▶ **Activity**
How many lines in the records below contain the word "frame"? Answer with the number alone.

Stored data entries:
________________________________________

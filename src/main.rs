mod api;
mod app;
mod config;
mod dashboard;
mod food;
mod form;
mod logging;
mod ui;

use api::{HttpClient, NetworkHttpClient};
use app::App;
use clap::Parser;
use config::{Config, Overrides};
use crossterm::event::{self, Event, KeyCode, KeyEvent, KeyEventKind, KeyModifiers};
use dashboard::Dashboard;
use std::path::PathBuf;
use std::time::Duration;

/// Terminal dashboard for a restaurant's menu of food plates
#[derive(Parser)]
#[command(version, about)]
struct Cli {
    /// Base URL of the menu API (the `/foods` collection lives under it)
    #[arg(short, long)]
    base_url: Option<String>,

    /// Path to the JSON config file
    #[arg(short, long)]
    config: Option<PathBuf>,

    /// Request timeout in seconds
    #[arg(short, long)]
    timeout: Option<u64>,

    /// Directory for log files
    #[arg(long)]
    log_dir: Option<PathBuf>,
}

#[tokio::main]
async fn main() -> Result<(), Box<dyn std::error::Error>> {
    let cli = Cli::parse();

    let config_path = match cli.config {
        Some(path) => path,
        None => Config::default_path()?,
    };
    let config = Config::load(&config_path)?.apply(Overrides {
        base_url: cli.base_url,
        timeout_secs: cli.timeout,
        log_dir: cli.log_dir,
    });

    let log_dir = config.resolved_log_dir()?;
    let _log_guard = logging::init(&log_dir, &config.log_level)?;
    let client = NetworkHttpClient::new(&config.base_url, Duration::from_secs(config.timeout_secs))?;
    tracing::info!(
        base_url = client.base_url(),
        config = %config_path.display(),
        "starting food dashboard"
    );

    // Init terminal
    let mut terminal = ratatui::init();
    let mut app = App::new(Dashboard::new(client));

    // Main loop
    let result = run_app(&mut terminal, &mut app).await;

    // Restore terminal
    ratatui::restore();

    // Returning (not exiting) drops the log guard, which flushes the file
    if let Err(e) = result {
        tracing::error!(error = %e, "terminal loop failed");
        return Err(e);
    }

    tracing::info!("bye");
    Ok(())
}

async fn run_app<C: HttpClient>(
    terminal: &mut ratatui::DefaultTerminal,
    app: &mut App<C>,
) -> Result<(), Box<dyn std::error::Error>> {
    // First frame shows "Loading menu..." while the initial fetch runs
    terminal.draw(|frame| ui::render(app, frame))?;
    app.init().await;

    loop {
        terminal.draw(|frame| ui::render(app, frame))?;

        if app.should_quit {
            return Ok(());
        }

        // Poll for events with a 250ms timeout
        if event::poll(Duration::from_millis(250))? {
            if let Event::Key(key) = event::read()? {
                if key.kind != KeyEventKind::Press {
                    continue;
                }
                handle_key(app, key).await;
            }
        }
    }
}

async fn handle_key<C: HttpClient>(app: &mut App<C>, key: KeyEvent) {
    // Ctrl+C always quits
    if key.code == KeyCode::Char('c') && key.modifiers.contains(KeyModifiers::CONTROL) {
        app.should_quit = true;
        return;
    }

    // If help is showing, any key closes it
    if app.show_help {
        app.show_help = false;
        return;
    }

    // An open modal owns the keyboard
    if app.dashboard.modal().is_open() {
        app.handle_modal_key(key).await;
        return;
    }

    handle_list_key(app, key).await;
}

async fn handle_list_key<C: HttpClient>(app: &mut App<C>, key: KeyEvent) {
    match key.code {
        KeyCode::Char('q') => {
            app.should_quit = true;
        }
        KeyCode::Char('?') => {
            app.show_help = true;
        }
        KeyCode::Down | KeyCode::Char('j') => {
            app.list_next();
        }
        KeyCode::Up | KeyCode::Char('k') => {
            app.list_prev();
        }
        KeyCode::Char('g') | KeyCode::Home => {
            app.list_first();
        }
        KeyCode::Char('G') | KeyCode::End => {
            app.list_last();
        }
        KeyCode::Char('n') => {
            app.open_add();
        }
        KeyCode::Char('e') | KeyCode::Enter => {
            app.edit_selected();
        }
        KeyCode::Char('d') | KeyCode::Delete => {
            app.delete_selected().await;
        }
        KeyCode::Char('r') => {
            app.reload().await;
        }
        _ => {}
    }
}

________________________________________

▶ **Solution to the problem**
3